Pour l’adolescent, les combattants ressemblaient à des bêtes jetées dans un puits sombre pour une lutte à mort. Il avait l’impression que ses compagnons et lui, aux abois, repoussaient sans cesse les assauts féroces de créatures glissantes qui revenaient toujours. L’éclat pourpre de leurs fusils ne semblait avoir aucune prise sur le corps de ces ennemis, qui paraissaient les éviter avec une aisance et une habileté que rien ne pouvait opposer.

Quand il eut l’impression, comme dans un rêve, que son fusil n’était qu’un bâton inutile, il perdit le sens de tout, sauf celui de sa haine, de son désir de transformer en bouillie le brillant sourire victorieux qu’il sentait sur le visage de ses ennemis.

La ligne enfumée des bleus roulait et se tordait comme un serpent écrasé, qui lancerait ses deux bouts ici et là dans une rage et une peur aiguës.

L’adolescent n’avait pas conscience d’être debout sur ses pieds, il ne savait même plus où se trouvait le sol. En vérité il arriva jusqu’à perdre la notion même d’équilibre et tomba lourdement. Immédiatement après le voilà debout encore, et une pensée traversa le désordre de sa tête. Il se demanda s’il était tombé parce qu’il avait été touché. Mais ses soupçons s’envolèrent aussitôt, et il n’y repensa plus.

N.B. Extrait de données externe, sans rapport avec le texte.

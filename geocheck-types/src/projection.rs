//! Coordinate reference systems and point projections.

use serde::{Deserialize, Serialize};

use crate::point::Point2d;

/// Identifier of a coordinate reference system, e.g. `EPSG:3857`.
#[derive(Debug, Clone, PartialEq, Eq, Hash, Serialize, Deserialize)]
pub struct Crs(String);

impl Crs {
    /// Creates a CRS identifier.
    pub fn new(code: impl Into<String>) -> Self {
        Self(code.into())
    }

    /// The identifier string.
    pub fn code(&self) -> &str {
        &self.0
    }
}

impl std::fmt::Display for Crs {
    fn fmt(&self, f: &mut std::fmt::Formatter<'_>) -> std::fmt::Result {
        write!(f, "{}", self.0)
    }
}

/// Transformation of points between two coordinate reference systems.
///
/// Returns `None` when the point cannot be represented in the target system.
pub trait Projection: Send + Sync {
    /// Projects a point into the target system.
    fn project(&self, point: &Point2d) -> Option<Point2d>;

    /// Projects a point of the target system back into the source system.
    fn unproject(&self, point: &Point2d) -> Option<Point2d>;
}

/// View of a projection with source and target systems swapped.
pub struct InvertedProjection<'a>(&'a dyn Projection);

impl<'a> InvertedProjection<'a> {
    /// Creates an inverted view of the given projection.
    pub fn new(projection: &'a dyn Projection) -> Self {
        Self(projection)
    }
}

impl Projection for InvertedProjection<'_> {
    fn project(&self, point: &Point2d) -> Option<Point2d> {
        self.0.unproject(point)
    }

    fn unproject(&self, point: &Point2d) -> Option<Point2d> {
        self.0.project(point)
    }
}

/// Projection that returns the input points unchanged.
#[derive(Debug, Default, Copy, Clone)]
pub struct IdentityProjection;

impl Projection for IdentityProjection {
    fn project(&self, point: &Point2d) -> Option<Point2d> {
        Some(*point)
    }

    fn unproject(&self, point: &Point2d) -> Option<Point2d> {
        Some(*point)
    }
}

/// Affine transformation between two planar systems: `x' = a*x + b*y + tx`, `y' = c*x + d*y + ty`.
#[derive(Debug, Copy, Clone, PartialEq, Serialize, Deserialize)]
pub struct AffineProjection {
    /// Coefficient of `x` in the `x'` equation.
    pub a: f64,
    /// Coefficient of `y` in the `x'` equation.
    pub b: f64,
    /// Coefficient of `x` in the `y'` equation.
    pub c: f64,
    /// Coefficient of `y` in the `y'` equation.
    pub d: f64,
    /// Translation along `x`.
    pub tx: f64,
    /// Translation along `y`.
    pub ty: f64,
}

impl AffineProjection {
    /// Uniform scale followed by a translation.
    pub fn scale_offset(scale: f64, tx: f64, ty: f64) -> Self {
        Self {
            a: scale,
            b: 0.0,
            c: 0.0,
            d: scale,
            tx,
            ty,
        }
    }
}

impl Projection for AffineProjection {
    fn project(&self, point: &Point2d) -> Option<Point2d> {
        let x = self.a * point.x + self.b * point.y + self.tx;
        let y = self.c * point.x + self.d * point.y + self.ty;
        (x.is_finite() && y.is_finite()).then(|| Point2d::new(x, y))
    }

    fn unproject(&self, point: &Point2d) -> Option<Point2d> {
        let det = self.a * self.d - self.b * self.c;
        if det == 0.0 {
            return None;
        }
        let x = point.x - self.tx;
        let y = point.y - self.ty;
        Some(Point2d::new(
            (self.d * x - self.b * y) / det,
            (self.a * y - self.c * x) / det,
        ))
    }
}

#[cfg(test)]
mod tests {
    use super::*;

    #[test]
    fn affine_projection() {
        let projection = AffineProjection::scale_offset(2.0, 10.0, -10.0);
        assert_eq!(
            projection.project(&Point2d::new(1.0, 1.0)),
            Some(Point2d::new(12.0, -8.0))
        );
        assert_eq!(
            projection.unproject(&Point2d::new(12.0, -8.0)),
            Some(Point2d::new(1.0, 1.0))
        );

        let inverted = InvertedProjection::new(&projection);
        assert_eq!(
            inverted.project(&Point2d::new(12.0, -8.0)),
            Some(Point2d::new(1.0, 1.0))
        );
    }

    #[test]
    fn identity_projection() {
        let point = Point2d::new(3.0, 4.0);
        assert_eq!(IdentityProjection.project(&point), Some(point));
    }
}
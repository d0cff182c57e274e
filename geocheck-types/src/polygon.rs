//! Polygons with holes.

use serde::{Deserialize, Serialize};

use crate::contour::Contour;
use crate::point::Point2d;
use crate::rect::Rect;

/// A polygon with an outer boundary and any number of holes.
///
/// All rings are stored as closed [`Contour`]s without the duplicated closing point. Constructors
/// normalize their inputs: open rings are closed, and a last point equal to the first one is
/// dropped.
#[derive(Debug, Default, Clone, PartialEq, Serialize, Deserialize)]
pub struct Polygon {
    outer_contour: Contour,
    inner_contours: Vec<Contour>,
}

fn into_ring(contour: Contour) -> Contour {
    let mut points = contour.points().to_vec();
    if points.len() > 1 && points.first() == points.last() {
        points.pop();
    }
    Contour::closed(points)
}

impl Polygon {
    /// Creates a new polygon.
    pub fn new(outer_contour: Contour, inner_contours: Vec<Contour>) -> Self {
        Self {
            outer_contour: into_ring(outer_contour),
            inner_contours: inner_contours.into_iter().map(into_ring).collect(),
        }
    }

    /// Outer boundary ring.
    pub fn outer_contour(&self) -> &Contour {
        &self.outer_contour
    }

    /// Hole rings.
    pub fn inner_contours(&self) -> &[Contour] {
        &self.inner_contours
    }

    /// All rings of the polygon, the outer one first.
    pub fn rings(&self) -> impl Iterator<Item = &Contour> {
        std::iter::once(&self.outer_contour).chain(self.inner_contours.iter())
    }

    /// Mutable access to a ring by index (0 is the outer ring).
    pub fn ring_mut(&mut self, index: usize) -> Option<&mut Contour> {
        if index == 0 {
            Some(&mut self.outer_contour)
        } else {
            self.inner_contours.get_mut(index - 1)
        }
    }

    /// Removes a hole ring. Index 0 (the outer ring) cannot be removed.
    pub fn remove_ring(&mut self, index: usize) -> Option<Contour> {
        if index == 0 || index > self.inner_contours.len() {
            return None;
        }
        Some(self.inner_contours.remove(index - 1))
    }

    /// Removes all hole rings.
    pub fn clear_inner_contours(&mut self) -> Vec<Contour> {
        std::mem::take(&mut self.inner_contours)
    }

    /// Length of the polygon boundary, holes included.
    pub fn perimeter(&self) -> f64 {
        self.rings().map(|r| r.length()).sum()
    }

    /// Signed area of a closed ring by the shoelace formula.
    fn ring_area(ring: &Contour) -> f64 {
        let points = ring.points();
        if points.len() < 3 {
            return 0.0;
        }
        let mut sum = 0.0;
        for i in 0..points.len() {
            let a = &points[i];
            let b = &points[(i + 1) % points.len()];
            sum += a.x * b.y - b.x * a.y;
        }
        sum / 2.0
    }

    /// Area of the polygon with hole areas subtracted.
    pub fn area(&self) -> f64 {
        let outer = Self::ring_area(&self.outer_contour).abs();
        let holes: f64 = self
            .inner_contours
            .iter()
            .map(|r| Self::ring_area(r).abs())
            .sum();
        (outer - holes).max(0.0)
    }

    /// Bounding rectangle of the polygon, or `None` if the polygon is empty.
    pub fn bounding_rect(&self) -> Option<Rect> {
        self.outer_contour.bounding_rect()
    }

    /// Whether the point is inside the polygon (holes excluded), by ray casting.
    pub fn contains_point(&self, point: &Point2d) -> bool {
        fn inside_ring(ring: &Contour, point: &Point2d) -> bool {
            let points = ring.points();
            let mut inside = false;
            let mut j = points.len().wrapping_sub(1);
            for i in 0..points.len() {
                let a = &points[i];
                let b = &points[j];
                if (a.y > point.y) != (b.y > point.y)
                    && point.x < (b.x - a.x) * (point.y - a.y) / (b.y - a.y) + a.x
                {
                    inside = !inside;
                }
                j = i;
            }
            inside
        }

        if self.outer_contour.points().len() < 3 || !inside_ring(&self.outer_contour, point) {
            return false;
        }
        !self
            .inner_contours
            .iter()
            .any(|hole| inside_ring(hole, point))
    }
}

impl From<Contour> for Polygon {
    fn from(value: Contour) -> Self {
        Self::new(value, vec![])
    }
}

#[cfg(test)]
mod tests {
    use super::*;
    use approx::assert_relative_eq;

    fn square(size: f64) -> Contour {
        Contour::closed(vec![
            Point2d::new(0.0, 0.0),
            Point2d::new(size, 0.0),
            Point2d::new(size, size),
            Point2d::new(0.0, size),
        ])
    }

    fn with_hole() -> Polygon {
        let hole = Contour::closed(vec![
            Point2d::new(2.0, 2.0),
            Point2d::new(4.0, 2.0),
            Point2d::new(4.0, 4.0),
            Point2d::new(2.0, 4.0),
        ]);
        Polygon::new(square(10.0), vec![hole])
    }

    #[test]
    fn ring_normalization_drops_duplicated_closing_point() {
        let ring = Contour::open(vec![
            Point2d::new(0.0, 0.0),
            Point2d::new(1.0, 0.0),
            Point2d::new(1.0, 1.0),
            Point2d::new(0.0, 0.0),
        ]);
        let polygon = Polygon::new(ring, vec![]);
        assert_eq!(polygon.outer_contour().points().len(), 3);
        assert!(polygon.outer_contour().is_closed());
    }

    #[test]
    fn area_and_perimeter() {
        let polygon = with_hole();
        assert_relative_eq!(polygon.area(), 96.0);
        assert_relative_eq!(polygon.perimeter(), 48.0);
    }

    #[test]
    fn contains_point() {
        let polygon = with_hole();
        assert!(polygon.contains_point(&Point2d::new(1.0, 1.0)));
        assert!(!polygon.contains_point(&Point2d::new(3.0, 3.0)));
        assert!(!polygon.contains_point(&Point2d::new(11.0, 1.0)));
    }

    #[test]
    fn remove_rings() {
        let mut polygon = with_hole();
        assert!(polygon.remove_ring(0).is_none());
        assert!(polygon.remove_ring(1).is_some());
        assert!(polygon.inner_contours().is_empty());
    }
}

Il avait pris une position avancée derrière le petit arbre, avec la ferme détermination de la tenir envers et contre tout. Il n’avait pas cru que son armée puisse gagner ce jour-là, et à cause de cela il trouva en lui les capacités de se battre plus rudement. Mais la foule surgissait de partout, au point où il perdait tout repère et toute direction, sauf celle de l’ennemi lui-même.

Les flammes de son fusil le mordirent, la fumée chaude lui brûla la peau. Le canon de son fusil devenait si chaud qu’en temps normal il n’eut pu le prendre entre les mains, mais il continuait à mettre la poudre et à bourrer avec la baguette qui tintait et se tordait. S’il visait quelques formes changeantes à travers la fumée, il tirait sur la gâchette avec un grognement féroce, comme s’il donnait des coups de poing de toutes ses forces.

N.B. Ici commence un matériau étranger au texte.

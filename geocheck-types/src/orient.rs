//! Orientation predicate for point triplets.

use serde::{Deserialize, Serialize};

use crate::point::Point2d;

/// Orientation of a triplet of points.
#[derive(Debug, Copy, Clone, PartialEq, Eq, Hash, Serialize, Deserialize)]
pub enum Orientation {
    /// Clockwise
    Clockwise,
    /// Counterclockwise
    Counterclockwise,
    /// Collinear
    Collinear,
}

impl Orientation {
    /// Determines orientation of a triplet of points.
    pub fn triplet(p: &Point2d, q: &Point2d, r: &Point2d) -> Self {
        let v = (q.y - p.y) * (r.x - q.x) - (q.x - p.x) * (r.y - q.y);
        if v == 0.0 {
            Self::Collinear
        } else if v > 0.0 {
            Self::Clockwise
        } else {
            Self::Counterclockwise
        }
    }
}
//! Check reporting gaps enclosed between polygon features.

use geo::Centroid;
use geocheck_types::{Geom, GeometryType, Point2d, Polygon, Rect};

use crate::changes::Changes;
use crate::check::{
    map_rect_to_layer, replace_feature_geometry, scope_ids, to_layer_geom, validate_method,
    CheckConfiguration, CheckError, CheckType, GeometryCheck, MergeAttributeIndices,
};
use crate::context::CheckContext;
use crate::error::GeocheckError;
use crate::feedback::Feedback;
use crate::geom_engine::GeomEngine;
use crate::layer_features::{LayerFeature, LayerFeatureIds, LayerFeatures};
use crate::pool::FeaturePools;
use crate::utils::shared_edge_length;

fn centroid(geom: &Geom) -> Option<Point2d> {
    let converted: geo_types::Geometry<f64> = geom.into();
    converted
        .centroid()
        .map(|point| Point2d::new(point.x(), point.y()))
}

/// Reports areas fully enclosed between the polygons of the checked layers without belonging to
/// any of them.
///
/// The gaps are the holes of the union of all checked polygons; each one is attributed to the
/// neighboring feature sharing the longest stretch of its boundary. With a positive
/// `gapThreshold` only gaps smaller than that area are reported.
pub struct GapCheck {
    context: CheckContext,
    gap_threshold: f64,
}

impl GapCheck {
    /// Registry id of the check.
    pub const ID: &'static str = "GapCheck";

    /// Configuration key for the area at and above which gaps are ignored.
    pub const CONFIG_GAP_THRESHOLD: &'static str = "gapThreshold";

    /// Resolution method merging the gap into the neighbor with the longest shared edge.
    pub const RESOLUTION_MERGE_LONGEST_EDGE: usize = 0;
    /// Resolution method keeping all features as they are.
    pub const RESOLUTION_NO_CHANGE: usize = 1;

    const COMPATIBLE: &'static [GeometryType] = &[GeometryType::Polygon];
    const METHODS: &'static [&'static str] = &[
        "Add gap to neighboring polygon with longest shared edge",
        "No change",
    ];

    /// Creates the check with the configured area threshold.
    pub fn new(context: &CheckContext, configuration: &CheckConfiguration) -> Self {
        Self {
            context: context.clone(),
            gap_threshold: configuration.get_f64(Self::CONFIG_GAP_THRESHOLD, 0.0),
        }
    }

    fn is_reported(&self, area: f64) -> bool {
        area > 0.0 && (self.gap_threshold <= 0.0 || area < self.gap_threshold)
    }

    /// Neighbors of the gap region across all polygon layers, with their shared boundary length.
    fn neighbors(
        &self,
        pools: &FeaturePools,
        gap: &Geom,
        extent: &Rect,
    ) -> Vec<(LayerFeature, f64)> {
        let tol = self.context.tolerance();
        let mut result = vec![];
        for layer_id in pools.layer_ids_with_types(Self::COMPATIBLE) {
            let Some(pool) = pools.get(&layer_id) else {
                continue;
            };
            let search = map_rect_to_layer(pool.as_ref(), extent);
            for id in pool.ids_in_extent(&search) {
                let Some(feature) = pool.get_feature(id) else {
                    continue;
                };
                let neighbor = LayerFeature::new(pool.as_ref(), feature, &self.context, true);
                let shared = shared_edge_length(gap, neighbor.geometry(), tol);
                if shared > 0.0 {
                    result.push((neighbor, shared));
                }
            }
        }
        result
    }

    /// Whether some polygon now covers part of the gap region.
    fn gap_is_filled(&self, pools: &FeaturePools, gap: &Geom, extent: &Rect) -> bool {
        let engine = GeomEngine::new(gap, self.context.tolerance());
        let noise = self.context.reduced_tolerance();
        for layer_id in pools.layer_ids_with_types(Self::COMPATIBLE) {
            let Some(pool) = pools.get(&layer_id) else {
                continue;
            };
            let search = map_rect_to_layer(pool.as_ref(), extent);
            for id in pool.ids_in_extent(&search) {
                let Some(feature) = pool.get_feature(id) else {
                    continue;
                };
                let neighbor = LayerFeature::new(pool.as_ref(), feature, &self.context, true);
                let covered = engine
                    .intersection(neighbor.geometry())
                    .map(|overlap| GeomEngine::new(&overlap, self.context.tolerance()).area())
                    .unwrap_or(0.0);
                if covered > noise {
                    return true;
                }
            }
        }
        false
    }
}

impl GeometryCheck for GapCheck {
    fn id(&self) -> &'static str {
        Self::ID
    }

    fn description(&self) -> &'static str {
        "Gap"
    }

    fn check_type(&self) -> CheckType {
        CheckType::Layer
    }

    fn compatible_geometry_types(&self) -> &'static [GeometryType] {
        Self::COMPATIBLE
    }

    fn resolution_methods(&self) -> &'static [&'static str] {
        Self::METHODS
    }

    fn collect_errors(
        &self,
        pools: &FeaturePools,
        errors: &mut Vec<CheckError>,
        messages: &mut Vec<String>,
        feedback: &Feedback,
        ids: Option<&LayerFeatureIds>,
    ) {
        let tol = self.context.tolerance();
        let scope = scope_ids(pools, ids, Self::COMPATIBLE);
        let mut features = LayerFeatures::from_ids(
            pools,
            scope,
            Self::COMPATIBLE.to_vec(),
            &self.context,
            feedback,
            true,
        );

        // union of everything in scope; the gaps are its holes
        let mut union: Option<Geom> = None;
        while let Some(layer_feature) = features.next() {
            union = Some(match union {
                Some(current) => {
                    match GeomEngine::new(&current, tol).union_with(layer_feature.geometry()) {
                        Some(combined) => combined,
                        None => current,
                    }
                }
                None => layer_feature.geometry().clone(),
            });
        }
        if feedback.is_canceled() {
            return;
        }
        let Some(union) = union else {
            return;
        };

        for part in 0..union.num_parts() {
            for ring in 1..union.num_rings(part) {
                let Some(contour) = union.ring(part, ring) else {
                    continue;
                };
                let gap = Geom::Polygon(Polygon::new(contour.clone(), vec![]));
                let area = GeomEngine::new(&gap, tol).area();
                if !self.is_reported(area) {
                    continue;
                }
                let Some(extent) = gap.bounding_rect() else {
                    continue;
                };
                let extent = extent.buffered(tol);
                let neighbors = self.neighbors(pools, &gap, &extent);
                let Some((neighbor, _)) = neighbors.into_iter().max_by(|(_, a), (_, b)| {
                    a.partial_cmp(b).unwrap_or(std::cmp::Ordering::Equal)
                }) else {
                    continue;
                };
                let Some(location) = centroid(&gap) else {
                    continue;
                };
                errors.push(
                    CheckError::new(Self::ID, &neighbor, location)
                        .with_geometry(gap)
                        .with_value(area),
                );
            }
        }
        if features.skipped() > 0 {
            messages.push(format!(
                "Gap check: skipped {} features with incompatible geometry types",
                features.skipped()
            ));
        }
    }

    fn fix_error(
        &self,
        pools: &FeaturePools,
        error: &mut CheckError,
        method: usize,
        _merge_attribute_indices: &MergeAttributeIndices,
        changes: &mut Changes,
    ) -> Result<(), GeocheckError> {
        validate_method(self, method)?;
        if !error.is_pending() {
            return Ok(());
        }
        if method == Self::RESOLUTION_NO_CHANGE {
            error.set_fixed(Self::METHODS[method]);
            return Ok(());
        }

        let gap = error.error_geometry().clone();
        let Some(extent) = gap.bounding_rect() else {
            error.set_obsolete("the gap region is degenerate");
            return Ok(());
        };
        let extent = extent.buffered(self.context.tolerance());
        if self.gap_is_filled(pools, &gap, &extent) {
            error.set_obsolete("the gap has been filled");
            return Ok(());
        }

        let Some(pool) = pools.get(error.layer_id()) else {
            error.set_obsolete("the layer is no longer available");
            return Ok(());
        };
        let Some(feature) = pool.get_feature(error.feature_id()) else {
            error.set_obsolete("the neighboring feature no longer exists");
            return Ok(());
        };
        let neighbor = LayerFeature::new(pool.as_ref(), feature, &self.context, true);
        if shared_edge_length(&gap, neighbor.geometry(), self.context.tolerance()) <= 0.0 {
            error.set_obsolete("the feature no longer borders the gap");
            return Ok(());
        }

        let engine = GeomEngine::new(neighbor.geometry(), self.context.tolerance());
        let Some(merged) = engine.union_with(&gap) else {
            error.set_obsolete("the gap could not be merged");
            return Ok(());
        };
        let merged = to_layer_geom(pool.as_ref(), &merged);
        let layer_id = error.layer_id().to_string();
        let mut feature = neighbor.feature().clone();
        if !replace_feature_geometry(pools, &layer_id, &mut feature, merged, changes) {
            error.set_obsolete("the neighboring feature no longer exists");
            return Ok(());
        }
        error.set_fixed(Self::METHODS[method]);
        Ok(())
    }
}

Quand l’ennemi parut battre en retraite devant lui et ses camarades, il s’avança aussitôt comme un chien qui, voyant ses ennemis se relâcher, se retourne sur eux et insiste à être pourchassé. Et quand il fut à nouveau contraint à la retraite, il le fit lentement, sombrement, le pas comme chargé de colère et de désespoir.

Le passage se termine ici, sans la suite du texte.